I love stories told from dual points of view. I’m fascinated by the very different perceptions two people can have of the same situation or relationship, and I enjoy exploring those perceptions as a novelist.
The experiences Lilia faces as a leader in the Women’s Social and Political Union are traumatic, especially as the movement becomes more militant. Was there anything unexpected or surprising you encountered as you learned more about the suffrage movement?
When I first started researching the suffrage movement, I knew very little about it, so many things surprised me. The biggest shock was the violent way the suffragettes were treated by police and prison officials. The militant suffragettes were represented in the media at the time as “unwomanly,” disorderly criminals, but even their most extreme activities such as setting bombs in letterboxes or empty buildings paled in comparison to the backlash against them. During public speeches and peaceful protests, they were assaulted physically and sexually by bystanders and the police. When they were arrested for destroying property and went on hunger strikes, they were force fed in brutal ways.
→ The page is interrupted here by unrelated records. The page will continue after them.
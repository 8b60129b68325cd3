//! Actor contract and the stage that hosts it.
//!
//! This module defines the stable interface between the host loop and
//! behaviour code: actors see only `InitCtx`/`UpdateCtx` and the draw
//! targets, never the stage itself.

mod app;
mod ctx;
mod params;
mod registry;
mod stage;

pub use app::{ActorControl, FrameActor};
pub use ctx::{InitCtx, UpdateCtx};
pub use params::ActorParams;
pub use registry::{ActorFactory, ActorRegistry, ActorSpec};
pub use stage::{FrameReport, Stage};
Whatever one’s opinion may be of their militant activities, they didn’t hurt people, only property. Yet they were attacked physically, and some of them died later from the injuries they sustained in prison.
Personally, I’m a pacifist, so I wouldn’t have done what the militant suffragettes did, but I understand their motivation. They had been agitating for the vote quietly and politely for many years, but the government was ignoring them. Emmeline Pankhurst, leader of the Women’s Social and Political Union, reasoned that the only way to get the government’s attention was to attack what the Englishman cared about most—property. In My Own Story, she points out, “Window-breaking, when Englishmen do it, is regarded as honest expression of political opinion. Window-breaking, when Englishwomen do it, is treated as a crime.”
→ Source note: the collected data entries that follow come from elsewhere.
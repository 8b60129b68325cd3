use std::time::Duration;

use crate::batch::{Sprite, SpriteBatch};
use crate::coords::{Rect, Vec2};
use crate::paint::Color;

use super::SpriteSheet;

/// Plays a run of sprite sheet tiles on a loop.
///
/// The clip lasts `duration`; each of its `count` tiles is shown for
/// `duration / count`, scaled by `speed`. Actors drive it with `update` and
/// set `position`/`scale`/`speed`/`origin` directly.
#[derive(Debug, Clone)]
pub struct Animator {
    pub speed: f32,
    pub position: Vec2,
    pub scale: Vec2,
    /// Radians.
    pub rotation: f32,
    pub tint: Color,
    /// Pivot in unscaled tile pixels. `None` pivots on the tile center.
    pub origin: Option<Vec2>,
    pub depth: i32,

    sheet: SpriteSheet,
    start_tile: u32,
    count: u32,
    index: u32,
    duration: f32,
    delta: f32,
    target: f32,
}

impl Animator {
    /// `count` is clamped to at least one tile.
    pub fn new(sheet: SpriteSheet, count: u32, start_tile: u32) -> Self {
        let mut animator = Self {
            speed: 1.0,
            position: Vec2::ZERO,
            scale: Vec2::ONE,
            rotation: 0.0,
            tint: Color::WHITE,
            origin: None,
            depth: 0,
            sheet,
            start_tile,
            count: count.max(1),
            index: 0,
            duration: 1.0,
            delta: 0.0,
            target: 0.0,
        };
        animator.update_target();
        animator
    }

    pub fn sheet(&self) -> &SpriteSheet {
        &self.sheet
    }

    pub fn duration(&self) -> Duration {
        Duration::from_secs_f32(self.duration.max(0.0))
    }

    pub fn set_duration_secs(&mut self, secs: f32) {
        self.duration = secs;
        self.update_target();
    }

    pub fn set_duration_ms(&mut self, ms: f32) {
        self.set_duration_secs(ms / 1000.0);
    }

    /// Index of the current tile within the clip, `0..count`.
    pub fn frame(&self) -> u32 {
        self.index
    }

    /// Sheet index of the tile currently shown.
    pub fn current_tile(&self) -> u32 {
        self.start_tile + self.index
    }

    pub fn rewind(&mut self) {
        self.index = 0;
        self.delta = 0.0;
    }

    /// Advances playback by `elapsed` seconds.
    pub fn update(&mut self, elapsed: f32) {
        if self.target <= 0.0 {
            return;
        }

        self.delta += self.speed * elapsed;
        if !self.delta.is_finite() || self.delta < 0.0 {
            self.delta = 0.0;
            return;
        }
        if self.delta < self.target {
            return;
        }

        // A long frame (or a tiny duration) can cross many tile boundaries at once.
        let steps = (self.delta / self.target).floor();
        self.delta = (self.delta - steps * self.target).clamp(0.0, self.target);
        let advanced = (u64::from(self.index) + steps as u64 % u64::from(self.count)) % u64::from(self.count);
        self.index = advanced as u32;
    }

    /// Screen rectangle of one unscaled tile centered on `position`.
    pub fn bounds(&self) -> Rect {
        Rect::centered_at(self.position, self.sheet.tile_size())
    }

    /// Records the current tile into `batch`.
    pub fn draw(&self, batch: &mut SpriteBatch) {
        let source = self.sheet.tile(self.current_tile());
        let origin = self.origin.unwrap_or(source.size / 2.0);

        batch.draw_sprite(
            Sprite::new(self.sheet.texture(), self.position)
                .source(source)
                .origin(origin)
                .scale(self.scale)
                .rotation(self.rotation)
                .tint(self.tint)
                .depth(self.depth),
        );
    }

    fn update_target(&mut self) {
        self.target = self.duration / self.count as f32;
    }
}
How does your academic background and career inform your writing?
As a student, I came close to choosing history as a major, but English literature won out. For my PhD I specialized in nineteenth-century British literature, and as a professor I’ve had the pleasure of teaching the great writers of that period. My knowledge of nineteenth-century literature and culture constantly inspires me with ideas for novels. But there is a disadvantage to being a novelist with an academic background—I had to unlearn my formal academic writing style and figure out how to tell a good story in an engaging way!
Thanks very much, Clarissa!
For more information, please see the author's website at http://www.clarissaharwood.com.
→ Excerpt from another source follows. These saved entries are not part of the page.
use core::cmp::Ordering;

/// Stable sort key for batched sprites.
///
/// Ordering rules:
/// 1) `depth`: ascending (back-to-front)
/// 2) `order`: ascending (submission order for equal depth)
#[derive(Debug, Copy, Clone, Eq, PartialEq, Hash)]
pub struct SortKey {
    pub depth: i32,
    pub order: u32,
}

impl SortKey {
    #[inline]
    pub const fn new(depth: i32, order: u32) -> Self {
        Self { depth, order }
    }
}

impl Ord for SortKey {
    #[inline]
    fn cmp(&self, other: &Self) -> Ordering {
        self.depth.cmp(&other.depth).then(self.order.cmp(&other.order))
    }
}

impl PartialOrd for SortKey {
    #[inline]
    fn partial_cmp(&self, other: &Self) -> Option<Ordering> {
        Some(self.cmp(other))
    }
}
//! Logging utilities.
//!
//! Everything logs through the `log` facade; `init_logging` installs
//! `env_logger` as the backend for binaries.

mod init;

pub use init::{init_logging, LoggingConfig};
Why does historical fiction appeal to you as a reader and writer?
I’ve always found that historical fiction communicates a fuller, deeper truth than dry facts and dates do. To be able to convey that authentic historical experience through storytelling is a powerful and dangerous thing! I’m also fascinated by the tension between historical accuracy and historical authenticity. Perfect accuracy is impossible without a time machine, of course, but even the things we can know for certain about the past can’t be exactly reproduced because readers wouldn’t find them compelling or even believable.
For example, I once read this line in a novel by George Eliot: “Where do you hang out?” If a character in a historical novel were to say this, readers would certainly object to this use of apparently modern slang. As a reader, I’m often jarred by modern-sounding language. I remember seeing the word “cash” used repeatedly in a novel set in the Renaissance and wondering why this respected historical novelist would use anachronistic language. Imagine my surprise when I looked up the word in the Oxford English Dictionary and found that “cash” was indeed used as early as the sixteenth century to indicate ready money.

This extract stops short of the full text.